This Base Agreement ("BASE AGREEMENT") dated as of August 11, 2004 ("EFFECTIVE

DATE"), between International Business Machines Corporation ("BUYER") and First

Virtual Communications ("SUPPLIER"), establishes the basis for a multinational

procurement relationship under which Supplier will provide Buyer the

Deliverables and Services described in Statements of Work ("SOW") issued under

this Base Agreement. Deliverables and Services acquired by Buyer or Customer on

or after the Effective Date will be covered by this Base Agreement. This Base

Agreement will remain in effect until terminated.

 

1.0 DEFINITIONS

 

All definitions set forth in this Base Agreement apply to their singular and

plural forms, as the context may require. All references to "SECTION" refer to

sections in this Base Agreement. Unless otherwise expressly noted, "I/INCLUDING"

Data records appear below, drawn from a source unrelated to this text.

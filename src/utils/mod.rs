use std::sync::Once;

static TRACING_INIT: Once = Once::new();

/// Tolerance for comparing floating-point balances.
pub const AMOUNT_TOLERANCE: f64 = 0.01;

/// Initializes the global tracing subscriber with sensible defaults.
pub fn init_tracing() {
    TRACING_INIT.call_once(|| {
        use tracing_subscriber::{filter::Directive, fmt, EnvFilter};

        let mut filter = EnvFilter::from_default_env();
        if let Ok(directive) = "finance_core=info".parse::<Directive>() {
            filter = filter.add_directive(directive);
        }

        let _ = fmt()
            .with_env_filter(filter)
            .with_writer(std::io::stderr)
            .try_init();
    });
}

/// Compares two amounts within `AMOUNT_TOLERANCE`.
pub fn amounts_match(left: f64, right: f64) -> bool {
    (left - right).abs() < AMOUNT_TOLERANCE
}
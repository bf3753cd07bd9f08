use serde::{Deserialize, Serialize};
use std::{
    fs,
    path::{Path, PathBuf},
};

use crate::errors::{ConfigError, EntryKind};

pub const CONFIG_ENV_VAR: &str = "FINANCE_CORE_CONFIG";

/// Languages with built-in default labels.
#[derive(Debug, Clone, Copy, Default, Serialize, Deserialize, PartialEq, Eq)]
#[serde(rename_all = "lowercase")]
pub enum Locale {
    #[default]
    En,
    Ru,
}

impl Locale {
    /// Rejection text for a non-positive amount.
    pub fn invalid_amount_message(self, kind: EntryKind) -> String {
        match (self, kind) {
            (Locale::En, kind) => format!("{kind} must be greater than 0."),
            (Locale::Ru, EntryKind::Income) => "Доход должен быть больше 0.".into(),
            (Locale::Ru, EntryKind::Expense) => "Расход должен быть больше 0.".into(),
        }
    }
}

/// Descriptions substituted when a caller records an entry without one.
///
/// `locale` selects the language of rejection messages; label overrides do
/// not affect it.
#[derive(Debug, Clone, PartialEq, Eq)]
pub struct Labels {
    pub locale: Locale,
    pub income: String,
    pub expense: String,
}

impl Labels {
    pub fn for_locale(locale: Locale) -> Self {
        let (income, expense) = match locale {
            Locale::En => ("Income", "Expense"),
            Locale::Ru => ("Доход", "Расход"),
        };
        Self {
            locale,
            income: income.into(),
            expense: expense.into(),
        }
    }
}

impl Default for Labels {
    fn default() -> Self {
        Self::for_locale(Locale::default())
    }
}

#[derive(Debug, Clone, Default, Serialize, Deserialize, PartialEq, Eq)]
pub struct Config {
    #[serde(default)]
    pub locale: Locale,
    #[serde(default, skip_serializing_if = "Option::is_none")]
    pub income_label: Option<String>,
    #[serde(default, skip_serializing_if = "Option::is_none")]
    pub expense_label: Option<String>,
}

impl Config {
    pub fn from_json_str(data: &str) -> Result<Self, ConfigError> {
        Ok(serde_json::from_str(data)?)
    }

    pub fn load_from(path: &Path) -> Result<Self, ConfigError> {
        let data = fs::read_to_string(path)?;
        Self::from_json_str(&data)
    }

    /// Loads the file named by `FINANCE_CORE_CONFIG`, falling back to defaults when unset.
    pub fn load() -> Result<Self, ConfigError> {
        match std::env::var_os(CONFIG_ENV_VAR) {
            Some(path) => Self::load_from(&PathBuf::from(path)),
            None => Ok(Self::default()),
        }
    }

    /// Locale labels with any explicit overrides applied.
    pub fn labels(&self) -> Labels {
        let mut labels = Labels::for_locale(self.locale);
        if let Some(income) = non_blank(self.income_label.as_deref()) {
            labels.income = income;
        }
        if let Some(expense) = non_blank(self.expense_label.as_deref()) {
            labels.expense = expense;
        }
        labels
    }
}

fn non_blank(value: Option<&str>) -> Option<String> {
    let trimmed = value?.trim();
    if trimmed.is_empty() {
        None
    } else {
        Some(trimmed.to_string())
    }
}

#[cfg(test)]
mod tests {
    use super::*;
    use std::io::Write;

    #[test]
    fn default_config_uses_english_labels() {
        let labels = Config::default().labels();
        assert_eq!(labels.income, "Income");
        assert_eq!(labels.expense, "Expense");
    }

    #[test]
    fn russian_locale_parses_from_json() {
        let config = Config::from_json_str(r#"{ "locale": "ru" }"#).unwrap();
        assert_eq!(config.locale, Locale::Ru);
        assert_eq!(config.labels().income, "Доход");
        assert_eq!(config.labels().expense, "Расход");
    }

    #[test]
    fn overrides_replace_locale_labels() {
        let config =
            Config::from_json_str(r#"{ "income_label": "Pay", "expense_label": "  " }"#).unwrap();
        let labels = config.labels();
        assert_eq!(labels.income, "Pay");
        assert_eq!(labels.expense, "Expense");
    }

    #[test]
    fn config_round_trips_through_json() {
        let config = Config {
            locale: Locale::Ru,
            income_label: Some("Зарплата".into()),
            expense_label: None,
        };
        let json = serde_json::to_string(&config).unwrap();
        assert!(json.contains(r#""locale":"ru""#));
        assert!(!json.contains("expense_label"));
        assert_eq!(Config::from_json_str(&json).unwrap(), config);
    }

    #[test]
    fn unknown_locale_is_a_parse_error() {
        let err = Config::from_json_str(r#"{ "locale": "fr" }"#).unwrap_err();
        assert!(matches!(err, ConfigError::Parse(_)), "unexpected error: {err:?}");
    }

    #[test]
    fn load_from_reads_file() {
        let mut file = tempfile::NamedTempFile::new().unwrap();
        write!(file, r#"{{ "locale": "ru", "expense_label": "Траты" }}"#).unwrap();
        let config = Config::load_from(file.path()).unwrap();
        assert_eq!(config.labels().income, "Доход");
        assert_eq!(config.labels().expense, "Траты");
    }

    #[test]
    fn load_from_missing_file_is_io_error() {
        let dir = tempfile::tempdir().unwrap();
        let err = Config::load_from(&dir.path().join("absent.json")).unwrap_err();
        assert!(matches!(err, ConfigError::Io(_)));
    }
}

means "including without limitation." "H/HEREIN," "HEREUNDER," "HEREOF," and

similar expressions refer to this Base Agreement. Buyer or Supplier are

sometimes referred to herein as a "PARTY" and collectively as "PARTIES."

 

"AFFILIATES" means entities that control, are controlled by, or are under common

control with, a party to this Base Agreement.

 

"AGREEMENT" means this Base Agreement and any relevant Statements of Work

("SOW"), Work Authorizations ("WA"), and other attachments or appendices

specifically referenced in this Base Agreement.

 

"BUSINESS PARTNER AGREEMENT" means an agreement executed between Buyer and

Supplier to promote, market, and support certain products and services.

 

"CUSTOMER" means Buyer's customer.

 

"DELIVERABLES" means items that Supplier prepares for, or provides to Buyer or

Customer, pursuant to a SOW. Deliverables consist of Program Products, Developed

Works, Preexisting Materials and Tools.

 

"DEVELOPED WORKS" (i) means all work product (including object and source code

of software) and Inventions developed pursuant to this Base Agreement as

described in a SOW, and (ii) does not include (x) Preexisting Materials, Tools,

Program Products or (y) other items specifically excluded from the definition of

"Developed Works" in a SOW.

 

"ELECTRONIC SELF-HELP" means a process where Supplier electronically disables,

removes, or otherwise prevents the use of its software product without the

Buyer's or Buyer's Customer's cooperation or consent. Electronic Self-Help could

be done through electronic or other means (for example: remotely through "back

doors" or hidden entrances in the software or through hidden shut-down commands

in the software that can be activated by phone or in other ways).

 

"EXTERNALS" means any pictorial, graphic, audiovisual works, reports or data

generated by execution of code and any programming interfaces, languages or

protocols implemented in the code to enable interaction with other computer

programs or end users. Externals do not include the code that implements them.

 

Form Title: Software; Services Engagement Agreement          Form Release: 05/01

Form Owner: Global Procurement                               Revisions: 3/04

 

                                  Page 1 of 14

 

<PAGE>

 

"INVENTIONS" means ideas, designs, concepts, techniques, inventions, discoveries

or improvements, whether or not patentable, conceived or reduced to practice by

Supplier Personnel in performance of this Base Agreement.

 

"PARTICIPATION AGREEMENT" or "PA" means an agreement signed by one or more

Affiliates which incorporates by reference the terms and conditions in this Base

Agreement, any relevant SOW, and other attachments or appendices specifically

referenced in the PA.

 

"PERSONNEL" means agents, employees or subcontractors engaged or appointed by

Buyer or Supplier.

 

"PREEXISTING MATERIALS" means items including their Externals, contained within

a Deliverable, in which the copyrights are owned by a third party or that

Supplier prepared or had prepared outside the scope of this Base Agreement.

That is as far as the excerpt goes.